It then asks a variety of questions, such as, write an initial value problem, is the system capable of removing enough dye such that the concentration is less than $0.02\,\rm g/gal$ within $4$ hours, find the time $T$ at which is first is $0.02\,\rm g/gal$, and lastly the flow sufficient to achieve the concentration of $0.02\,\rm g/gal$ in $4$ hours.

What I did so far;

Let $q(t)$ be the amount of dye present at time $t$.

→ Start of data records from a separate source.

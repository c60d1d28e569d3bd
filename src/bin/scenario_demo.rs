use friendbook::application_port::*;
use friendbook::domain_model::*;
use friendbook::infra_memory::InMemoryUserRepo;
use friendbook::logger::*;
use friendbook::server::Server;
use std::sync::Arc;

#[tokio::main]
async fn main() -> anyhow::Result<()> {
    init_logger(&LogConfig {
        filter: "debug".to_string(),
        format: LogFormat::Text,
    })?;

    let repo = Arc::new(InMemoryUserRepo::new());
    let server = Server::with_repo(repo.clone());
    let service = server.user_service.clone();

    let alice = service
        .create_user(NewUser {
            name: "Alice".to_string(),
            age: 30,
            friends: vec![],
        })
        .await?;
    info!(id = %alice.id, "created Alice");

    let bob = service
        .create_user(NewUser {
            name: "Bob".to_string(),
            age: 25,
            friends: vec![alice.id, UserId(99)],
        })
        .await?;
    info!(id = %bob.id, linked = ?bob.linked, "created Bob");
    for failure in &bob.failed {
        warn!(friend_id = %failure.friend_id, "{}", failure.error);
    }

    if let Err(e) = service
        .befriend(FriendRequest {
            source_id: alice.id,
            target_id: bob.id,
        })
        .await
    {
        info!("second befriend refused: {}", e);
    }

    let friends = service.list_friends(alice.id).await?;
    info!(?friends, "Alice's friends");

    service
        .update_age(AgeUpdate {
            user_id: bob.id,
            age: 26,
        })
        .await?;
    info!(bob = ?service.get_user(bob.id).await?, "after birthday");

    let name = service.delete_user(alice.id).await?;
    info!(rows = repo.friendship_rows(), "deleted {}", name);

    let friends = service.list_friends(bob.id).await?;
    info!(?friends, "Bob's friends");

    Ok(())
}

The original concentration of the dye is

$$q(0)=\frac{5\,\rm kg}{60\,000\,\rm gal}\quad\text{or}\quad q(0)=8.33\cdot 10^{-2}\,\rm g/gal$$

The filter is capable of removing the dye at $t=0$ of a rate calculated by the product of this initial concentration by $200\,\rm gal/min$, that is,

$$16\frac{\rm g}{\rm min}$$

But after this I know I need to calculate it as

$$\frac{dq}{dt}$$

I am not sure the best way, I'm thinking along the lines of, the volume of the pool is not changing so the flow of chemical out at time $t$ would be equal to $200\,\rm gal/min$ $(q(t)/60\,000\,\rm gal)$

I was thinking also that since no new dye is being added, it may just be something like

$$8.33\cdot 10^{-2}-\left[\left(200\frac{\rm gal}{\rm min}\right)\left(\frac{q(t)}{60\,000\,\rm gal}\right)\right]$$

But I am having a bit of trouble formulating this. Is it on the right track at least? Thank you for reading and taking any time to help or respond.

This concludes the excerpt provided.